Influential US senators accused on Wednesday United Nations Secretary-General Ban Ki-moon of incompetence for failing to end sexual abuse by UN peacekeepers.
"What is wrong with the secretary-general of the UN?... How do we put up with such inept leadership at the United Nations?" Senator Bob Corker, a Tennessee Republican, said and added that he was "disgusted" by the abuse cases.
They threatened to withhold UN crucial funding over the abuse cases.
"I think the UN is in great jeopardy of building enough critical mass around here where severe penalties should be taken against them with withholding of funds from them because of their ineptness," Corker said.

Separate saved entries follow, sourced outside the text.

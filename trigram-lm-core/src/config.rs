use serde::{Deserialize, Serialize};

use crate::error::{LmError, Result};

/// Additive smoothing mass `k` for `AddKTrigramLm`.
///
/// `k = 0` is plain maximum likelihood and can yield zero probabilities.
#[derive(Serialize, Deserialize, Clone, Copy, Debug, PartialEq)]
pub struct AddKParams {
	k: f64,
}

impl AddKParams {
	/// # Errors
	/// Returns an error if `k` is negative or not finite.
	pub fn new(k: f64) -> Result<Self> {
		if !k.is_finite() || k < 0.0 {
			return Err(LmError::InvalidHyperparameter {
				name: "k",
				value: k,
				reason: "must be a finite value >= 0",
			});
		}
		Ok(Self { k })
	}

	pub fn k(&self) -> f64 {
		self.k
	}
}

impl Default for AddKParams {
	fn default() -> Self {
		Self { k: 0.0 }
	}
}

/// Absolute discount `delta` for `KneserNeyTrigramLm`.
///
/// Restricted to `[0, 1)`: every observed pair keeps a positive discounted
/// count, so the backoff weight accounts for exactly the mass removed.
#[derive(Serialize, Deserialize, Clone, Copy, Debug, PartialEq)]
pub struct KneserNeyParams {
	delta: f64,
}

impl KneserNeyParams {
	/// # Errors
	/// Returns an error if `delta` is outside `[0, 1)`.
	pub fn new(delta: f64) -> Result<Self> {
		if !(0.0..1.0).contains(&delta) {
			return Err(LmError::InvalidHyperparameter {
				name: "delta",
				value: delta,
				reason: "must be in [0, 1)",
			});
		}
		Ok(Self { delta })
	}

	pub fn delta(&self) -> f64 {
		self.delta
	}
}

impl Default for KneserNeyParams {
	fn default() -> Self {
		Self { delta: 0.75 }
	}
}

/// Live hyperparameter update, settable after the counts are built.
///
/// Each model applies the option it recognises and ignores the others:
/// - `k`: additive smoothing mass
/// - `delta`: absolute discount applied to every observed (context, word) pair
#[derive(Deserialize, Serialize, Clone, Copy, Debug, Default, PartialEq)]
pub struct LiveParams {
	pub k: Option<f64>,
	pub delta: Option<f64>,
}

impl LiveParams {
	/// Validates every present option without applying anything.
	pub fn validate(&self) -> Result<()> {
		if let Some(k) = self.k {
			AddKParams::new(k)?;
		}
		if let Some(delta) = self.delta {
			KneserNeyParams::new(delta)?;
		}
		Ok(())
	}
}

#[cfg(test)]
mod tests {
	use super::*;

	#[test]
	fn defaults() {
		assert_eq!(AddKParams::default().k(), 0.0);
		assert_eq!(KneserNeyParams::default().delta(), 0.75);
	}

	#[test]
	fn k_range() {
		assert!(AddKParams::new(0.0).is_ok());
		assert!(AddKParams::new(2.5).is_ok());
		assert!(matches!(
			AddKParams::new(-0.1),
			Err(LmError::InvalidHyperparameter { name: "k", .. })
		));
		assert!(AddKParams::new(f64::NAN).is_err());
		assert!(AddKParams::new(f64::INFINITY).is_err());
	}

	#[test]
	fn delta_range() {
		assert!(KneserNeyParams::new(0.0).is_ok());
		assert!(KneserNeyParams::new(0.999).is_ok());
		assert!(KneserNeyParams::new(1.0).is_err());
		assert!(KneserNeyParams::new(-0.5).is_err());
		assert!(KneserNeyParams::new(f64::NAN).is_err());
	}

	#[test]
	fn live_params_validation() {
		assert!(LiveParams { k: Some(1.0), delta: None }.validate().is_ok());
		assert!(LiveParams { k: None, delta: Some(1.5) }.validate().is_err());
		assert!(LiveParams::default().validate().is_ok());
	}
}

UN peacekeeper abuse cases are a main topic of discussion during the meetings at UN headquarters taking into account a slew of rape claims leveled against blue-helmeted peacekeepers in Central African Republic.

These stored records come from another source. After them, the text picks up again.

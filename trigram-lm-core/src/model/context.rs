use std::fmt;

use serde::{Deserialize, Serialize};

/// Ordered tuple of the words preceding a prediction, oldest first.
///
/// - `()` is the unigram context
/// - `(w_1,)` is a bigram context
/// - `(w_2, w_1)` is a trigram context
///
/// ## Invariants
/// - Holds at most `Context::MAX_LEN` words
#[derive(Serialize, Deserialize, Clone, Debug, Default, PartialEq, Eq, Hash, PartialOrd, Ord)]
pub struct Context(Vec<String>);

impl Context {
	/// Longest context a trigram model conditions on.
	pub const MAX_LEN: usize = 2;

	/// The unigram (empty) context.
	pub fn empty() -> Self {
		Self(Vec::new())
	}

	/// Builds a context from explicit words, oldest first.
	///
	/// Only the last `MAX_LEN` words are kept.
	pub fn from_words<S: AsRef<str>>(words: &[S]) -> Self {
		Self::trailing(words, Self::MAX_LEN)
	}

	/// Returns the last `n` entries of `seq` as a context.
	///
	/// When `seq` is shorter than `n` the context is truncated instead of
	/// failing, so a sequence of one word yields a bigram context and an
	/// empty sequence yields the unigram context.
	pub fn trailing<S: AsRef<str>>(seq: &[S], n: usize) -> Self {
		let n = n.min(Self::MAX_LEN);
		let start = seq.len().saturating_sub(n);
		Self(seq[start..].iter().map(|w| w.as_ref().to_owned()).collect())
	}

	pub(crate) fn unigram() -> Self {
		Self::empty()
	}

	pub(crate) fn bigram(w_1: &str) -> Self {
		Self(vec![w_1.to_owned()])
	}

	pub(crate) fn trigram(w_2: &str, w_1: &str) -> Self {
		Self(vec![w_2.to_owned(), w_1.to_owned()])
	}

	/// Number of words in the context (0, 1 or 2).
	pub fn len(&self) -> usize {
		self.0.len()
	}

	pub fn is_empty(&self) -> bool {
		self.0.is_empty()
	}

	/// Iterates over the context words, oldest first.
	pub fn words(&self) -> impl Iterator<Item = &str> {
		self.0.iter().map(String::as_str)
	}
}

impl fmt::Display for Context {
	fn fmt(&self, f: &mut fmt::Formatter<'_>) -> fmt::Result {
		write!(f, "({})", self.0.join(", "))
	}
}

#[cfg(test)]
mod tests {
	use super::*;

	#[test]
	fn trailing_keeps_last_words() {
		let seq = ["a", "b", "c"];
		assert_eq!(Context::trailing(&seq, 2), Context::trigram("b", "c"));
		assert_eq!(Context::trailing(&seq, 1), Context::bigram("c"));
	}

	#[test]
	fn trailing_truncates_short_sequences() {
		let one = ["a"];
		let none: [&str; 0] = [];
		assert_eq!(Context::trailing(&one, 2), Context::bigram("a"));
		assert_eq!(Context::trailing(&none, 2), Context::empty());
		assert!(Context::trailing(&none, 1).is_empty());
	}

	#[test]
	fn from_words_caps_length() {
		let context = Context::from_words(&["x", "y", "z", "w"]);
		assert_eq!(context.len(), Context::MAX_LEN);
		assert_eq!(context.words().collect::<Vec<_>>(), vec!["z", "w"]);
	}

	#[test]
	fn display_lists_words() {
		assert_eq!(Context::trigram("a", "b").to_string(), "(a, b)");
		assert_eq!(Context::empty().to_string(), "()");
	}
}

UN spokesman Stephane Dujarric said Ban was "determined to continue to shine a spotlight on the scourge of sexual exploitation and abuse by peacekeepers and hold those responsible accountable."
"However, this is a fight that no one person can lead alone," Dujarric added. "Member states are the only ones who have the power to swiftly bring to justice those who have committed crimes and to impose the strongest possible disciplinary and criminal sanctions."
US Ambassador to the UN for management Isobel Coleman said countries that contribute UN peacekeepers were often reluctant to punish those who commit abuses.
"I don't think it's ineptitude," Coleman said. "I think it is a reluctance to take on the opposition of troop contributing countries that don't want to deal with this issue in the transparent way that it must be dealt with."
The first group of United Nations peacekeepers went on trial in the Democratic Republic of Congo on Monday in huge sex abuse scandal that emerged after complaint of some hundred people, most of them minors.
About 18 soldiers from UN and France’s Sangaris force also to be prosecuted for similar charges including rape, rape attempt as well as the three Congolese men went on trial April 4.
The United Nations said last week it has expanded sex abuse investigation of foreign peacekeepers in Central African Republic. UN officials said they have interviewed some 108 alleged victims.
UN spokesman Stephane Dujarric told reporters that the Secretary-General Ban Ki-moon was shocked to the core by the allegations of abuse in the Central African Republic.
Ensuring the medical and psycho-social support for victims, Dujarric said 11 of UN’s Tanzanian peace keepers were facing paternity claims.
According to the MINUSCA interviews in 2014, "four girls were tied up and undressed inside a camp by a military commander from the Sangaris force.”
The UN peacekeeping mission in Congo, which was initially put in place during a civil war that took place in 1998-2003, is the world's largest, with around 20,000 uniformed personnel.
Following the allegations, the mission’s head Babacar Gaye has resigned last August while some 800 Congolese peacekeepers were repatriated last month.